» **WHAT YOU HAVE TO DO**: Write out, word for word, the first line of the data below and every line after it through the one containing "does not exist".

== ENTRIES SHOWN

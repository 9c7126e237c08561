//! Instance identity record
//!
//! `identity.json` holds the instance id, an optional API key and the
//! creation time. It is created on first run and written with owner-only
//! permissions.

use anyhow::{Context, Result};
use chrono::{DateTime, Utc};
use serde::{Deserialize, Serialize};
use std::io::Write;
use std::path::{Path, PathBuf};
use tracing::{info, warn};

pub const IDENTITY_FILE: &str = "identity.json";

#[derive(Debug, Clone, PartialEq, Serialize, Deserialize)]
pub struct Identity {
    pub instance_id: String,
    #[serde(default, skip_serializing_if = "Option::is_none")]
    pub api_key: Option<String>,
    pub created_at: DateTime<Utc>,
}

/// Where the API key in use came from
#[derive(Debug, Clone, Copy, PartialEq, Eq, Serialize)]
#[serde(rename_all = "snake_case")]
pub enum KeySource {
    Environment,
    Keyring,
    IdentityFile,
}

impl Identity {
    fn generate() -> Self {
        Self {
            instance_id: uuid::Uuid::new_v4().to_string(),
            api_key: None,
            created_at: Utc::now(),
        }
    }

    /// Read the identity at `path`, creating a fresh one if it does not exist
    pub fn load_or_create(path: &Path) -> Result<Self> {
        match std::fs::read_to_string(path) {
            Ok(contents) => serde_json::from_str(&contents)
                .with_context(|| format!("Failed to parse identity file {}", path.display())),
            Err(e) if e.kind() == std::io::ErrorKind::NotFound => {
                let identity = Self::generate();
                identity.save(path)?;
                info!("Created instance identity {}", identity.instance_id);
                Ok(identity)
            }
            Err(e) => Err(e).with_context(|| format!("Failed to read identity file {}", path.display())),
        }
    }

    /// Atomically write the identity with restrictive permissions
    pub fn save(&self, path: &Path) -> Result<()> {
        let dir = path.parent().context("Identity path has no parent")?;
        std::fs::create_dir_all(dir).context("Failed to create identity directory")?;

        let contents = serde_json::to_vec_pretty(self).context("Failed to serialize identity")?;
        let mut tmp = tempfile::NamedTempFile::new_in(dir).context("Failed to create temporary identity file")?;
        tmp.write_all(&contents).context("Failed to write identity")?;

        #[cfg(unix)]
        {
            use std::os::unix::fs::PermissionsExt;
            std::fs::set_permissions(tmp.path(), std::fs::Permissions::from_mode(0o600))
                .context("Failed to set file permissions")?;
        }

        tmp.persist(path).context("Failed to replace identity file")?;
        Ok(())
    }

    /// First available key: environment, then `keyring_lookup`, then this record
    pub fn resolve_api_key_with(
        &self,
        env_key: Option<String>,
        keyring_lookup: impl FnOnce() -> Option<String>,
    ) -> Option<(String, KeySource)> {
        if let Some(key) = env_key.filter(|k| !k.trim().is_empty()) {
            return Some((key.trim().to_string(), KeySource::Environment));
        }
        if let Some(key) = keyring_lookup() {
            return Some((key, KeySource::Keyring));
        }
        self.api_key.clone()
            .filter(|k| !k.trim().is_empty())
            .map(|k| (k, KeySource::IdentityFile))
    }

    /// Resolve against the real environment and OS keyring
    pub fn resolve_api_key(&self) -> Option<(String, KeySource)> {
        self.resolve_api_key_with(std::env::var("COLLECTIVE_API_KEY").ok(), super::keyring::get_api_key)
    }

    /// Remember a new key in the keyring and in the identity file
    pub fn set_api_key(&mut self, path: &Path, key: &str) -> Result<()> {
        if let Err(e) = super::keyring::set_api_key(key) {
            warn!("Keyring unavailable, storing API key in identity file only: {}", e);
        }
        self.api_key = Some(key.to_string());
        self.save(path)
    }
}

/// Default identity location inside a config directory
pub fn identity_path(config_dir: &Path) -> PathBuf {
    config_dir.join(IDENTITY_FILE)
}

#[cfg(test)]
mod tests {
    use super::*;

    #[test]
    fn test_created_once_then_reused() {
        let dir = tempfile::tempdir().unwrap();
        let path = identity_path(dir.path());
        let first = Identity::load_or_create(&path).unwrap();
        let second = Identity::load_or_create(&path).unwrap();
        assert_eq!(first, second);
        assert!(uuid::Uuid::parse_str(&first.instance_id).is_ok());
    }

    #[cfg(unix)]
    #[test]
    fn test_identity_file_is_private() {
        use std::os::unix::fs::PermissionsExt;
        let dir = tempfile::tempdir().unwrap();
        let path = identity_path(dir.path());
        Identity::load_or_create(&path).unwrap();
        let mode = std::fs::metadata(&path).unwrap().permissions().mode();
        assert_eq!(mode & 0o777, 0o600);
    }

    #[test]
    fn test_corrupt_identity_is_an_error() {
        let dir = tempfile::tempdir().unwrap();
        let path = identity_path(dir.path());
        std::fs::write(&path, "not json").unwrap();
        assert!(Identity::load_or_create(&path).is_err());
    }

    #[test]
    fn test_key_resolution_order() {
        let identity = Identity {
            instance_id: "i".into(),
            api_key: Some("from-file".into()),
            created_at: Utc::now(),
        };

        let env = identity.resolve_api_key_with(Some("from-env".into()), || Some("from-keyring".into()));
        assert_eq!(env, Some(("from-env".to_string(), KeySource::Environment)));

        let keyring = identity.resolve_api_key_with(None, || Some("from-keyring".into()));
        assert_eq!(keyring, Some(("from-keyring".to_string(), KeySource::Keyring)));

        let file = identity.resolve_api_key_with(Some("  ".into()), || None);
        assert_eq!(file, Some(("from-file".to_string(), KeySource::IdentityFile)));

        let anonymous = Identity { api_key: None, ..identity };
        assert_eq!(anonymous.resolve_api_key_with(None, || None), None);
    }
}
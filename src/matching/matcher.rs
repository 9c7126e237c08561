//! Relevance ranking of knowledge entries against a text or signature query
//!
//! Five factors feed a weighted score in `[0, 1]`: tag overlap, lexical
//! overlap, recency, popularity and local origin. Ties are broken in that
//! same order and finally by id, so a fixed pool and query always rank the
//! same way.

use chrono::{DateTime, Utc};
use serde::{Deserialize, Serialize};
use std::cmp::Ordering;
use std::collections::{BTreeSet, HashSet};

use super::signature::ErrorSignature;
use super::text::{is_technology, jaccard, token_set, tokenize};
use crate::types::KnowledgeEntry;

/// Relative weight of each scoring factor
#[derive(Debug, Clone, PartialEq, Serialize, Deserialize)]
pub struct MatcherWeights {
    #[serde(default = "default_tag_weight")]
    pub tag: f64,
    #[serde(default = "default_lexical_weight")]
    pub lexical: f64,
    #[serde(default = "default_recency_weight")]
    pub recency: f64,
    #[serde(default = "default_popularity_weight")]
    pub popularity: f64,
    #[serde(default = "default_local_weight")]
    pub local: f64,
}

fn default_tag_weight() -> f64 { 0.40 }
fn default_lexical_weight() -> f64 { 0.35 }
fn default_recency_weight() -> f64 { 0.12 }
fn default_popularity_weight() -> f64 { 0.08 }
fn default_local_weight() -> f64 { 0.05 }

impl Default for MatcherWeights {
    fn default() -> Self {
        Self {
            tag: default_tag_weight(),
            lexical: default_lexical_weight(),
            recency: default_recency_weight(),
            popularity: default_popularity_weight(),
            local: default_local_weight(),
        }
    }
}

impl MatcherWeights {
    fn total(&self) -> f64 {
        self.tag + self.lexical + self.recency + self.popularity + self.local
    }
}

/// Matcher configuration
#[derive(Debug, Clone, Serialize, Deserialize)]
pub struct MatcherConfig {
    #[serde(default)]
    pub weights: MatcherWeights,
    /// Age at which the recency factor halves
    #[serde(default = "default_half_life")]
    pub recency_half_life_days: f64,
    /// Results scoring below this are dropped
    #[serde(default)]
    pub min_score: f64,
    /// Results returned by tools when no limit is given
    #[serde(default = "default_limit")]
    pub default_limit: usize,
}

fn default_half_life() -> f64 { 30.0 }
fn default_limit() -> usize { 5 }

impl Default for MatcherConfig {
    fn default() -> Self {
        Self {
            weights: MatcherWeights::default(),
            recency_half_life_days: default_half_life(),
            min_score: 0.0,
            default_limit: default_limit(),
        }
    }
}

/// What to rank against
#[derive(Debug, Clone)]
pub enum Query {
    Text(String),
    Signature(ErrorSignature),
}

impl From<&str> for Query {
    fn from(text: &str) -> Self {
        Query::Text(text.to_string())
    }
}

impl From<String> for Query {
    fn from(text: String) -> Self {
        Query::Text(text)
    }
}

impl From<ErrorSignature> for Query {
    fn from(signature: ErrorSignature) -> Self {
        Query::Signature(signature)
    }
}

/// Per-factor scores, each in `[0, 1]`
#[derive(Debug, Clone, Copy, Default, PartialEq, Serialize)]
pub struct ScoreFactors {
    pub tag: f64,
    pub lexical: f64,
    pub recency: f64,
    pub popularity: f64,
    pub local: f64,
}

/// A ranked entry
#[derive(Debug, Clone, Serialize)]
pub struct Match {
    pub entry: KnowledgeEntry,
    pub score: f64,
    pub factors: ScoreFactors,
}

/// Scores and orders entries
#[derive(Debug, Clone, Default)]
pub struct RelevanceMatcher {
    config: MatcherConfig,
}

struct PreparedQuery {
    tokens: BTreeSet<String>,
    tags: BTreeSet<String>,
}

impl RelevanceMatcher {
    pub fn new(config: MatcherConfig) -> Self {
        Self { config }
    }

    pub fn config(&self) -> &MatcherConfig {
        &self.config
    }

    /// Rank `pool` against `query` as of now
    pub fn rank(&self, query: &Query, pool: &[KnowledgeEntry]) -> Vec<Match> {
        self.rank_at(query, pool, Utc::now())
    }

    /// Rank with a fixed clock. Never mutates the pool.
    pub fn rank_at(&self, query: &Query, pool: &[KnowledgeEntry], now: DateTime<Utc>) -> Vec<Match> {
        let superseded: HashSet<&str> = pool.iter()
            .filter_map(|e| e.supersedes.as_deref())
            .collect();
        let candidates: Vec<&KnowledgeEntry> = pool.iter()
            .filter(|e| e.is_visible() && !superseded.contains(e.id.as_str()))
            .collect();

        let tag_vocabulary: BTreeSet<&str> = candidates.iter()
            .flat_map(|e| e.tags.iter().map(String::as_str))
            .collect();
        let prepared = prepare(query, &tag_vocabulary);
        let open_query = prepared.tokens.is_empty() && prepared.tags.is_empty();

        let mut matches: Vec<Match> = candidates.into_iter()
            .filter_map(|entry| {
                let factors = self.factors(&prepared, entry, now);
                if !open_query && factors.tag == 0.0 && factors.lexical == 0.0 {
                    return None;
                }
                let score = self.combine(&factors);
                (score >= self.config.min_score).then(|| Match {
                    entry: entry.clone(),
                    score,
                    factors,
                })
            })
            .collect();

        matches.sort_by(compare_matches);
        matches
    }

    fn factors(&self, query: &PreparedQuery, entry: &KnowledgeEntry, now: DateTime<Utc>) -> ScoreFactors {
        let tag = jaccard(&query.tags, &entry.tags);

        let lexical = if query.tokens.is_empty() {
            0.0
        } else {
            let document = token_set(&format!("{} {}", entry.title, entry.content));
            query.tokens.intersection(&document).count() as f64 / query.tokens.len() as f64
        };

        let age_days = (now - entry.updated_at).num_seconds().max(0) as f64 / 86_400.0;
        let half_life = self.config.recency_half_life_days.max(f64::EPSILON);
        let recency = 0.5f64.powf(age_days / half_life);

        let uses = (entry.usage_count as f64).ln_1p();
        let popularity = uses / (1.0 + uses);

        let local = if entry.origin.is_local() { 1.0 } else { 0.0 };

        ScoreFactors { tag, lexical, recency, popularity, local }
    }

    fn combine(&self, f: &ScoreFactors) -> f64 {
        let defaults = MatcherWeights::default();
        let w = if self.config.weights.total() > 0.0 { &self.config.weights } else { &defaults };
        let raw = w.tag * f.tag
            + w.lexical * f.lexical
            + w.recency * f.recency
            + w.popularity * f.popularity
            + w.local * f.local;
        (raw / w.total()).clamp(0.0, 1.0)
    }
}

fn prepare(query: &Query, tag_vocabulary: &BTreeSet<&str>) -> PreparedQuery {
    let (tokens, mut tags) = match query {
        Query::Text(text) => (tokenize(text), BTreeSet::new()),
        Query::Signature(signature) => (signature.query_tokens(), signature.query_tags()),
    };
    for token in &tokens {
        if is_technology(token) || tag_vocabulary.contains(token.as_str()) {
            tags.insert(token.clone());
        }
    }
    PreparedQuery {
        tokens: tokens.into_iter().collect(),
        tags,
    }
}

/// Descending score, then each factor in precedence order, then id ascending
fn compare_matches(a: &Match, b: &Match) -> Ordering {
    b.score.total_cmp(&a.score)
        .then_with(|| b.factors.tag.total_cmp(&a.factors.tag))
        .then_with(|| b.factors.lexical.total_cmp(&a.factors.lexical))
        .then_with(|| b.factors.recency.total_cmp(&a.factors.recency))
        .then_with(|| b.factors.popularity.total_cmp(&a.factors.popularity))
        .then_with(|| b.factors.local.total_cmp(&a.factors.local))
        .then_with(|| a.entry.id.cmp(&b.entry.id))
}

====

» **EXERCISE ANSWER**:
repository 9c7126e237c08561
//! Instance identity record
//!
//! `identity.json` holds the instance id, an optional API key and the
//! creation time. It is created on first run and written with owner-only
//! permissions.

use anyhow::{Context, Result};
use chrono::{DateTime, Utc};
use serde::{Deserialize, Serialize};
use std::io::Write;
use std::path::{Path, PathBuf};
use tracing::{info, warn};

pub const IDENTITY_FILE: &str = "identity.json";

#[derive(Debug, Clone, PartialEq, Serialize, Deserialize)]
pub struct Identity {
    pub instance_id: String,
    #[serde(default, skip_serializing_if = "Option::is_none")]
    pub api_key: Option<String>,
    pub created_at: DateTime<Utc>,
}

/// Where the API key in use came from
#[derive(Debug, Clone, Copy, PartialEq, Eq, Serialize)]
#[serde(rename_all = "snake_case")]
pub enum KeySource {
    Environment,
    Keyring,
    IdentityFile,
}

impl Identity {
    fn generate() -> Self {
        Self {
            instance_id: uuid::Uuid::new_v4().to_string(),
            api_key: None,
            created_at: Utc::now(),
        }
    }

    /// Read the identity at `path`, creating a fresh one if it does not exist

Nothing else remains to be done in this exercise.